Il primo anno accademico, partito lo scorso ottobre e che terminerà a luglio, ha coinvolto una ventina di studenti e aziende partner di tutto rispetto: Gucci, Herno, In.Co, Versace, Zamasport e Alexander McQueen. «Tutte le società ci hanno supportato in modo concreto, sia in aula sia presso le loro sedi, dove gli studenti hanno potuto passare delle giornate di studio/lavoro e dove a fine corso faranno degli stage. Per risolvere il problema della scarsità di manodopera occorre costruire grandi collaborazioni tra aziende, brand, distretti, istituzioni e scuole», conclude Secoli.

PureDenim tesse il cupro con le fibre naturali

Sostenibilità è anche pensare a metodi alternativi per la produzione tessile, sfruttando pure materiali finora ritenuti di scarto. È da questa convinzione che è partita l’azienda lombarda PureDenim, specializzata da anni nella produzione di tessuto denim sostenibile, per realizzare assieme all’azienda giapponese Asahi Kasei e al suo marchio Bemberg, la nuova generazione di denim green Blue di Cupro, prodotta utilizzando l’omonima fibra di cellulosa rigenerata.

Per realizzare il cupro Bemberg viene infatti utilizzata la peluria dei semi di cotone, normalmente eliminata dopo la raccolta, che in questo caso viene invece trasformata in una pasta utilizzata in seguito per produrre fibra o filo. Abbinando il cupro, materiale lucente e leggero utilizzato solitamente per le fodere interne degli abiti di lusso, ad altri materiali come cotone, lana o canapa, PureDenim è riuscita a ottenere tessuti con la stessa resistenza al tempo e ai lavaggi del denim.

Ma non solo: «Per la tintura indaco utilizziamo la nostra tecnologia Smart Indigo, che non prevede l’utilizzo di sostanze chimiche; finissaggi e performance sono ottimizzati con Eco Sonic, un’altra tecnologia che riduce significativamente l’acqua utilizzata.
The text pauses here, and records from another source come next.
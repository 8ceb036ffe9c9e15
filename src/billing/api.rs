use axum::{
    extract::{Extension, Path, Query},
    routing::get,
    Json, Router,
};
use chrono::NaiveDate;
use serde::{Deserialize, Serialize};

use super::models::{
    CostBreakdown, DailyOrder, DateWindow, Kasbon, Payment, PricingConfig, PricingInfo,
};
use super::calculator::AmountOverflow;
use super::service::BillingService;
use super::store::LedgerHandle;
use crate::error::{AppError, AppResult};

/// key: billing-api -> rest endpoints
pub fn routes() -> Router {
    Router::new()
        .route("/api/customer_summary/:id", get(customer_summary))
        .route("/api/pricing_info/:id", get(get_pricing_info))
        .route("/api/cost_breakdown/:id", get(cost_breakdown))
}

#[derive(Debug, Default, Deserialize)]
pub struct WindowQuery {
    #[serde(default)]
    pub start_date: Option<String>,
    #[serde(default)]
    pub end_date: Option<String>,
}

impl WindowQuery {
    pub fn window(&self) -> AppResult<DateWindow> {
        Ok(DateWindow::new(
            parse_date("start_date", self.start_date.as_deref())?,
            parse_date("end_date", self.end_date.as_deref())?,
        ))
    }
}

fn parse_date(field: &str, raw: Option<&str>) -> AppResult<Option<NaiveDate>> {
    let Some(raw) = raw.map(str::trim).filter(|value| !value.is_empty()) else {
        return Ok(None);
    };
    NaiveDate::parse_from_str(raw, "%Y-%m-%d")
        .map(Some)
        .map_err(|_| AppError::BadRequest(format!("{field} must be formatted as YYYY-MM-DD")))
}

#[derive(Debug, Serialize)]
pub struct CustomerSummaryResponse {
    pub customer_id: i32,
    pub customer_name: String,
    pub start_date: Option<NaiveDate>,
    pub end_date: Option<NaiveDate>,
    pub total_portions: i64,
    pub total_bundles: i64,
    pub charged_portions: i64,
    pub remaining_portions: i64,
    pub catering_cost: i64,
    pub total_kasbon: i64,
    pub total_payments: i64,
    pub total_bill: i64,
    pub remaining_balance: i64,
    pub effective_price_per_portion: f64,
    pub bundle_info: PricingConfig,
    pub orders: Vec<DailyOrder>,
    pub kasbons: Vec<Kasbon>,
    pub payments: Vec<Payment>,
}

pub async fn customer_summary(
    Extension(ledger): Extension<LedgerHandle>,
    Path(customer_id): Path<i32>,
    Query(query): Query<WindowQuery>,
) -> AppResult<Json<CustomerSummaryResponse>> {
    let window = query.window()?;
    let summary = BillingService::new(ledger)
        .customer_summary(customer_id, window)
        .await?
        .ok_or_else(AppError::customer_not_found)?;

    Ok(Json(CustomerSummaryResponse {
        customer_id: summary.customer.id,
        customer_name: summary.customer.name,
        start_date: window.start,
        end_date: window.end,
        total_portions: summary.total_portions,
        total_bundles: summary.total_bundles,
        charged_portions: summary.charged_portions,
        remaining_portions: summary.remaining_portions,
        catering_cost: summary.catering_cost,
        total_kasbon: summary.total_kasbon,
        total_payments: summary.total_payments,
        total_bill: summary.total_bill,
        remaining_balance: summary.remaining_balance,
        effective_price_per_portion: summary.price_per_portion,
        bundle_info: summary.bundle_info,
        orders: summary.orders,
        kasbons: summary.kasbons,
        payments: summary.payments,
    }))
}

pub async fn get_pricing_info(
    Extension(ledger): Extension<LedgerHandle>,
    Path(customer_id): Path<i32>,
) -> AppResult<Json<PricingInfo>> {
    let info = BillingService::new(ledger)
        .pricing_info(customer_id)
        .await?
        .ok_or_else(AppError::customer_not_found)?;
    Ok(Json(info))
}

#[derive(Debug, Default, Deserialize)]
pub struct BreakdownQuery {
    #[serde(default)]
    pub portions: Option<String>,
}

impl BreakdownQuery {
    pub fn portions(&self) -> AppResult<i64> {
        self.portions
            .as_deref()
            .and_then(|raw| raw.trim().parse::<i64>().ok())
            .filter(|portions| *portions >= 0)
            .ok_or_else(|| AppError::BadRequest("Valid portions parameter required".into()))
    }
}

pub async fn cost_breakdown(
    Extension(ledger): Extension<LedgerHandle>,
    Path(customer_id): Path<i32>,
    Query(query): Query<BreakdownQuery>,
) -> AppResult<Json<CostBreakdown>> {
    // rejected before the customer is looked up
    let portions = query.portions()?;
    let breakdown = BillingService::new(ledger)
        .cost_breakdown(customer_id, portions)
        .await
        .map_err(preview_error)?
        .ok_or_else(AppError::customer_not_found)?;
    Ok(Json(breakdown))
}

fn preview_error(err: anyhow::Error) -> AppError {
    if err.is::<AmountOverflow>() {
        AppError::BadRequest("portions parameter is too large".into())
    } else {
        err.into()
    }
}

#[cfg(test)]
mod tests {
    use super::*;

    #[test]
    fn window_accepts_iso_dates_and_blanks() {
        let query = WindowQuery {
            start_date: Some("2025-01-01".into()),
            end_date: Some("".into()),
        };
        let window = query.window().unwrap();
        assert_eq!(window.start, NaiveDate::from_ymd_opt(2025, 1, 1));
        assert_eq!(window.end, None);
    }

    #[test]
    fn window_rejects_other_formats() {
        let query = WindowQuery {
            start_date: Some("01/02/2025".into()),
            end_date: None,
        };
        assert!(matches!(query.window(), Err(AppError::BadRequest(_))));
    }

    #[test]
    fn portions_must_be_non_negative_integers() {
        let parse = |raw: Option<&str>| {
            BreakdownQuery {
                portions: raw.map(str::to_string),
            }
            .portions()
        };
        assert_eq!(parse(Some("0")).unwrap(), 0);
        assert_eq!(parse(Some("12")).unwrap(), 12);
        assert!(parse(None).is_err());
        assert!(parse(Some("-1")).is_err());
        assert!(parse(Some("lots")).is_err());
    }

    #[test]
    fn oversized_preview_is_a_client_error() {
        let err = preview_error(anyhow::Error::new(AmountOverflow));
        assert!(matches!(err, AppError::BadRequest(_)));
        let err = preview_error(anyhow::anyhow!("ledger unavailable"));
        assert!(matches!(err, AppError::Message(_)));
    }
}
Inoltre, tutti i nostri filati sono protetti da un prodotto naturale, denominato NaturalReco, che sostituisce le pellicole di plastica», spiega Luigi Caccia, fondatore di Pure Denim.
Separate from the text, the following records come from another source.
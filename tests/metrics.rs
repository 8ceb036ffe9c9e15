use std::sync::Arc;

use anyhow::Result;
use async_trait::async_trait;
use axum::body::Body;
use axum::http::{Request, StatusCode};
use axum::{routing::get, Extension, Router};
use axum_prometheus::PrometheusMetricLayer;
use catering::billing::{
    self, Customer, DailyOrder, DateWindow, Kasbon, LedgerHandle, LedgerStore, Payment,
};
use tower::ServiceExt;

struct EmptyLedger;

#[async_trait]
impl LedgerStore for EmptyLedger {
    async fn customer(&self, _customer_id: i32) -> Result<Option<Customer>> {
        Ok(None)
    }

    async fn orders(&self, _customer_id: i32, _window: DateWindow) -> Result<Vec<DailyOrder>> {
        Ok(Vec::new())
    }

    async fn kasbons(&self, _customer_id: i32, _window: DateWindow) -> Result<Vec<Kasbon>> {
        Ok(Vec::new())
    }

    async fn payments(&self, _customer_id: i32, _window: DateWindow) -> Result<Vec<Payment>> {
        Ok(Vec::new())
    }
}

#[tokio::test]
async fn metrics_returns_ok_after_billing_traffic() {
    let ledger: LedgerHandle = Arc::new(EmptyLedger);
    let (layer, handle) = PrometheusMetricLayer::pair();
    let app = Router::new()
        .route("/metrics", get(move || async move { handle.render() }))
        .merge(billing::api::routes())
        .layer(layer)
        .layer(Extension(ledger));

    let summary = app
        .clone()
        .oneshot(
            Request::builder()
                .uri("/api/customer_summary/1")
                .body(Body::empty())
                .unwrap(),
        )
        .await
        .unwrap();
    assert_eq!(summary.status(), StatusCode::NOT_FOUND);

    let response = app
        .oneshot(
            Request::builder()
                .uri("/metrics")
                .body(Body::empty())
                .unwrap(),
        )
        .await
        .unwrap();
    assert_eq!(response.status(), StatusCode::OK);
}
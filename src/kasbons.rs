use crate::billing::Kasbon;
use crate::customers::ensure_customer;
use crate::error::{AppError, AppResult};
use crate::extractor::AuthUser;
use crate::orders::RecordFilter;
use axum::extract::{Path, Query};
use axum::{routing::get, Extension, Json, Router};
use chrono::NaiveDate;
use serde::Deserialize;
use sqlx::PgPool;

const MAX_ITEM_NAME_LEN: usize = 200;
const KASBON_COLUMNS: &str =
    "id, customer_id, date, item_name, quantity, unit_price, total_amount";

fn default_quantity() -> i64 {
    1
}

#[derive(Debug, Deserialize)]
pub struct KasbonPayload {
    pub date: NaiveDate,
    pub customer_id: i32,
    pub item_name: String,
    #[serde(default = "default_quantity")]
    pub quantity: i64,
    pub unit_price: i64,
}

impl KasbonPayload {
    /// `quantity * unit_price` after validating both are positive.
    pub fn total_amount(&self) -> AppResult<i64> {
        if self.item_name.trim().is_empty() {
            return Err(AppError::BadRequest("item_name required".into()));
        }
        if self.item_name.trim().chars().count() > MAX_ITEM_NAME_LEN {
            return Err(AppError::BadRequest(format!(
                "item_name must be at most {MAX_ITEM_NAME_LEN} characters"
            )));
        }
        if self.quantity < 1 {
            return Err(AppError::BadRequest("quantity must be at least 1".into()));
        }
        if self.unit_price < 1 {
            return Err(AppError::BadRequest("unit_price must be at least 1".into()));
        }
        self.quantity
            .checked_mul(self.unit_price)
            .ok_or_else(|| AppError::BadRequest("kasbon total too large".into()))
    }
}

pub fn routes() -> Router {
    Router::new()
        .route("/api/kasbons", get(list_kasbons).post(create_kasbon))
        .route(
            "/api/kasbons/:id",
            get(get_kasbon).put(update_kasbon).delete(delete_kasbon),
        )
}

pub async fn list_kasbons(
    Extension(pool): Extension<PgPool>,
    Query(filter): Query<RecordFilter>,
) -> AppResult<Json<Vec<Kasbon>>> {
    let kasbons = sqlx::query_as::<_, Kasbon>(&format!(
        "SELECT {KASBON_COLUMNS} FROM kasbons \
         WHERE ($1::INT IS NULL OR customer_id = $1) ORDER BY date DESC, id DESC"
    ))
    .bind(filter.customer_id)
    .fetch_all(&pool)
    .await
    .map_err(|e| {
        tracing::error!(?e, "DB error listing kasbons");
        AppError::Db(e)
    })?;
    Ok(Json(kasbons))
}

pub async fn get_kasbon(
    Extension(pool): Extension<PgPool>,
    Path(id): Path<i32>,
) -> AppResult<Json<Kasbon>> {
    let kasbon = sqlx::query_as::<_, Kasbon>(&format!(
        "SELECT {KASBON_COLUMNS} FROM kasbons WHERE id = $1"
    ))
    .bind(id)
    .fetch_optional(&pool)
    .await?
    .ok_or_else(|| AppError::NotFound("Kasbon not found".into()))?;
    Ok(Json(kasbon))
}

pub async fn create_kasbon(
    Extension(pool): Extension<PgPool>,
    user: AuthUser,
    Json(payload): Json<KasbonPayload>,
) -> AppResult<Json<Kasbon>> {
    let total = payload.total_amount()?;
    ensure_customer(&pool, payload.customer_id).await?;
    let kasbon = sqlx::query_as::<_, Kasbon>(&format!(
        "INSERT INTO kasbons (date, customer_id, item_name, quantity, unit_price, total_amount) \
         VALUES ($1, $2, $3, $4, $5, $6) RETURNING {KASBON_COLUMNS}"
    ))
    .bind(payload.date)
    .bind(payload.customer_id)
    .bind(payload.item_name.trim())
    .bind(payload.quantity)
    .bind(payload.unit_price)
    .bind(total)
    .fetch_one(&pool)
    .await
    .map_err(|e| {
        tracing::error!(?e, "DB error creating kasbon");
        AppError::Db(e)
    })?;
    tracing::info!(
        kasbon_id = kasbon.id,
        customer_id = kasbon.customer_id,
        total_amount = kasbon.total_amount,
        actor = user.user_id,
        "kasbon recorded"
    );
    Ok(Json(kasbon))
}

/// Recomputes `total_amount` so an edited quantity or price never leaves a stale total.
pub async fn update_kasbon(
    Extension(pool): Extension<PgPool>,
    user: AuthUser,
    Path(id): Path<i32>,
    Json(payload): Json<KasbonPayload>,
) -> AppResult<Json<Kasbon>> {
    let total = payload.total_amount()?;
    ensure_customer(&pool, payload.customer_id).await?;
    let kasbon = sqlx::query_as::<_, Kasbon>(&format!(
        "UPDATE kasbons SET date = $2, customer_id = $3, item_name = $4, quantity = $5, \
         unit_price = $6, total_amount = $7 WHERE id = $1 RETURNING {KASBON_COLUMNS}"
    ))
    .bind(id)
    .bind(payload.date)
    .bind(payload.customer_id)
    .bind(payload.item_name.trim())
    .bind(payload.quantity)
    .bind(payload.unit_price)
    .bind(total)
    .fetch_optional(&pool)
    .await?
    .ok_or_else(|| AppError::NotFound("Kasbon not found".into()))?;
    tracing::info!(kasbon_id = id, actor = user.user_id, "kasbon updated");
    Ok(Json(kasbon))
}

pub async fn delete_kasbon(
    Extension(pool): Extension<PgPool>,
    user: AuthUser,
    Path(id): Path<i32>,
) -> AppResult<()> {
    let result = sqlx::query("DELETE FROM kasbons WHERE id = $1")
        .bind(id)
        .execute(&pool)
        .await?;
    if result.rows_affected() == 0 {
        return Err(AppError::NotFound("Kasbon not found".into()));
    }
    tracing::warn!(kasbon_id = id, actor = user.user_id, "kasbon deleted");
    Ok(())
}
Sempre alla ricerca di nuove metodologie per aumentare ulteriormente la sostenibilità dei propri processi produttivi, l’azienda di Inveruno (MI), ha collaborato con la israeliana Sonovia Tech alla creazione di un sistema di lavaggio a ultrasuoni, che anche in questo caso riduce drasticamente il consumo d’acqua.

«Attualmente stiamo lavorando sempre con Sonovia Tech a una metodologia di tintura a ultrasuoni; progetto le cui prime pre-produzioni dovrebbero arrivare entro la fine di quest’anno e per il quale abbiamo firmato un accordo che vede coinvolto anche il gruppo del lusso francese Kering, interessato a queste nuove tecnologie per ridurre sempre più l’impatto ambientale delle proprie produzioni», conclude Caccia.